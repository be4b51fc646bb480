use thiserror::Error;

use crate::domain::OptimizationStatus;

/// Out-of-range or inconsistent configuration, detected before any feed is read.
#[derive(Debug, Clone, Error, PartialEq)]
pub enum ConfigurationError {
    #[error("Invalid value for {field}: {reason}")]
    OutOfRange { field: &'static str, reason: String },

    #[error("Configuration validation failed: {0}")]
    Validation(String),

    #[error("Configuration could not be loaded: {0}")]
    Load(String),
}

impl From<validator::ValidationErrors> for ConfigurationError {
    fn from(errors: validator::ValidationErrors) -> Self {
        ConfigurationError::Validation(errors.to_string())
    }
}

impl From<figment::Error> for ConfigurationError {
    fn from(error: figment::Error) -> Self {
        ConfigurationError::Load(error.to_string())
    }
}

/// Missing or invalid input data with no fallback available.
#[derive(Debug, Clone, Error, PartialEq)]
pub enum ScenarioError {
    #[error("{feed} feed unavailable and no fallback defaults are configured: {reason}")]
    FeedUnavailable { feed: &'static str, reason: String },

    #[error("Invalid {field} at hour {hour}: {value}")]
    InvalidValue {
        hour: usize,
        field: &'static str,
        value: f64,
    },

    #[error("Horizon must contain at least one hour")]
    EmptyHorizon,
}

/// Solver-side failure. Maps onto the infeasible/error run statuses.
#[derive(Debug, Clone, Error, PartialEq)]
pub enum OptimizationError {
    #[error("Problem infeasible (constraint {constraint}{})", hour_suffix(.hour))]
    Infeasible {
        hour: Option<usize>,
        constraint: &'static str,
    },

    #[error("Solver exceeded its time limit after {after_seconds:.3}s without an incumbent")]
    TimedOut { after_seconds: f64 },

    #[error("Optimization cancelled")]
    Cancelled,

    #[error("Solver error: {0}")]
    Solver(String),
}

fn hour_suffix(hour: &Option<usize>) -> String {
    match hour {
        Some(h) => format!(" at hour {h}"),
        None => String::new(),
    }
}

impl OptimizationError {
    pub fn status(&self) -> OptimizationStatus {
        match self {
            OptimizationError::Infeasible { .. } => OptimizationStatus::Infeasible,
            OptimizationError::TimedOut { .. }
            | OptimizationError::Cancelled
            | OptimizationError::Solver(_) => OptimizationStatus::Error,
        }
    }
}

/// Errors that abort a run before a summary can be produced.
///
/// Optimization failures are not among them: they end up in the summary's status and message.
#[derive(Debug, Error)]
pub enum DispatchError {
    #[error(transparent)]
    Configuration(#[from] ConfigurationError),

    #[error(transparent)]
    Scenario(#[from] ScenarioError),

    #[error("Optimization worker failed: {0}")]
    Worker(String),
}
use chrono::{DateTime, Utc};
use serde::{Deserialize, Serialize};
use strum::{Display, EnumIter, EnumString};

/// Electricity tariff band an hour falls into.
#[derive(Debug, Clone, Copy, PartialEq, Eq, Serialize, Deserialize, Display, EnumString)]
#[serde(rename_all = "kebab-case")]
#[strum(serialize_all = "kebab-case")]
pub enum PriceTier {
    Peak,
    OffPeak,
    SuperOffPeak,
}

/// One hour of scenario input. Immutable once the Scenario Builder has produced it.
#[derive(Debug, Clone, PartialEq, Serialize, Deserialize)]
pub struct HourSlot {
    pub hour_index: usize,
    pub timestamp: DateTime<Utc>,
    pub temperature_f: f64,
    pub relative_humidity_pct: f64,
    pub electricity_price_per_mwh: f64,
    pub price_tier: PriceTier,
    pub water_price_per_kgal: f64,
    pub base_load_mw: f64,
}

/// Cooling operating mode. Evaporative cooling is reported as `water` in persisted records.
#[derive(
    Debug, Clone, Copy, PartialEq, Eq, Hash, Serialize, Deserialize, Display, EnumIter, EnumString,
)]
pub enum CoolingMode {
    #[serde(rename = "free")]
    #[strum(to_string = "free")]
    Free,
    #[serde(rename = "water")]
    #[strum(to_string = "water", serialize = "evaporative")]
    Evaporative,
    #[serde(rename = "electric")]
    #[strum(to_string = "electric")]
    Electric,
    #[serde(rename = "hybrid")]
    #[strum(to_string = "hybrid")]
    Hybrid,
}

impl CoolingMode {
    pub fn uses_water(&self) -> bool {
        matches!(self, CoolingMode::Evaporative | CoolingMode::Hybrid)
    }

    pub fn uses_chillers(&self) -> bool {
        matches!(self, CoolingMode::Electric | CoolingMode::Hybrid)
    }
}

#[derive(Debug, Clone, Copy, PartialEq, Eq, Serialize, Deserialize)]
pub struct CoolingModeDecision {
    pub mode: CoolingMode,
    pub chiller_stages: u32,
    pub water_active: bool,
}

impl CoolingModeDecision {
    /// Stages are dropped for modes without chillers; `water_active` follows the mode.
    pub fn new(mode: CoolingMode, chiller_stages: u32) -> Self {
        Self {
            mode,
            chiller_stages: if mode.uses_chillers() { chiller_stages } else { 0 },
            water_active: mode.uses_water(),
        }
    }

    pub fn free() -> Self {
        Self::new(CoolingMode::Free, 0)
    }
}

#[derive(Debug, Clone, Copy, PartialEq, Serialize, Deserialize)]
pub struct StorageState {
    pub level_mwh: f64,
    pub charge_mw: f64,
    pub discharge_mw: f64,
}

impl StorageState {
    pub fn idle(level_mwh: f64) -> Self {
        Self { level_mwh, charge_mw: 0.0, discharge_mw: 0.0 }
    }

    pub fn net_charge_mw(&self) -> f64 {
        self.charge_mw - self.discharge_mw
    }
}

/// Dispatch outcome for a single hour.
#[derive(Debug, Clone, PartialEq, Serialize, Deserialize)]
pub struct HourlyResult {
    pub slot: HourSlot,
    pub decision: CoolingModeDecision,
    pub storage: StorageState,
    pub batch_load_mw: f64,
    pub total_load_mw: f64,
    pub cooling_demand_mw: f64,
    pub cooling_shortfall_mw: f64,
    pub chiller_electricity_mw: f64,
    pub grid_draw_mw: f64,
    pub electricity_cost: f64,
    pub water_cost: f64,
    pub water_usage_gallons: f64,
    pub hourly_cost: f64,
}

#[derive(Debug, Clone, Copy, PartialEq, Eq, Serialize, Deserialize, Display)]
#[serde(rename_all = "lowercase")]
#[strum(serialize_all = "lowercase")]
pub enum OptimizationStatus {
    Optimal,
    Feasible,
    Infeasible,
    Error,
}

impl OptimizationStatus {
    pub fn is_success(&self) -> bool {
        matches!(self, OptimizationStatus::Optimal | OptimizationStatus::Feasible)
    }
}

--

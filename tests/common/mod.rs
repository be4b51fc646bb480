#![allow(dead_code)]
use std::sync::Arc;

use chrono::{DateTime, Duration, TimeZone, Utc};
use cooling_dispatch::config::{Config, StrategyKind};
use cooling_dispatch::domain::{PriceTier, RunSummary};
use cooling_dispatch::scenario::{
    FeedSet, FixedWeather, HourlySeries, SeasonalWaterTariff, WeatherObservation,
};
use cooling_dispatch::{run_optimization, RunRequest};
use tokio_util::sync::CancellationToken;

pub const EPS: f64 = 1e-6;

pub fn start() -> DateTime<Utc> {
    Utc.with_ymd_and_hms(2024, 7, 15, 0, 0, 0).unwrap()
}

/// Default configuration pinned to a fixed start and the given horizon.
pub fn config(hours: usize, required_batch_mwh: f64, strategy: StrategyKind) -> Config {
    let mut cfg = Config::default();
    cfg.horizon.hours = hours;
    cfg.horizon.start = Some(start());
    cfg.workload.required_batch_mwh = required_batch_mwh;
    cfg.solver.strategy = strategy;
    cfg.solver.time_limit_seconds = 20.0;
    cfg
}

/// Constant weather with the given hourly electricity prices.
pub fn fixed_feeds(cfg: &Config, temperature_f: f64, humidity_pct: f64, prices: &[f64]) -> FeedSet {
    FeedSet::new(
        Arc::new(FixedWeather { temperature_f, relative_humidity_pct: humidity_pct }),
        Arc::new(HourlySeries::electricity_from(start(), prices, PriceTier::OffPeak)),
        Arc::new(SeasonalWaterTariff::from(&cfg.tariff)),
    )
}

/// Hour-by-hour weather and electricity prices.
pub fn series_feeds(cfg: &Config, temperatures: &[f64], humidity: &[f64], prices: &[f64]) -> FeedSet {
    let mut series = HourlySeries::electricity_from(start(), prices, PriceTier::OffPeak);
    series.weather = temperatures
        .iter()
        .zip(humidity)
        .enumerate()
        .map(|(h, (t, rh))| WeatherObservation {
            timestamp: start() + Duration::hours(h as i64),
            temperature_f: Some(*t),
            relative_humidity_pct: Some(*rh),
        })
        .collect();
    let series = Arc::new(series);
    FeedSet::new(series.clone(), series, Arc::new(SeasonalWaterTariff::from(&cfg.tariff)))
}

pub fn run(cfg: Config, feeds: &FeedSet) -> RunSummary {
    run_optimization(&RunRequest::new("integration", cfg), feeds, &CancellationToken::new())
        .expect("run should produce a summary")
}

--

■ **YOUR TASK**: How many lines of the material hold the string "SeasonalWaterTariff"? Answer with the number only.

■ **RESPONSE TO THIS TASK**: 3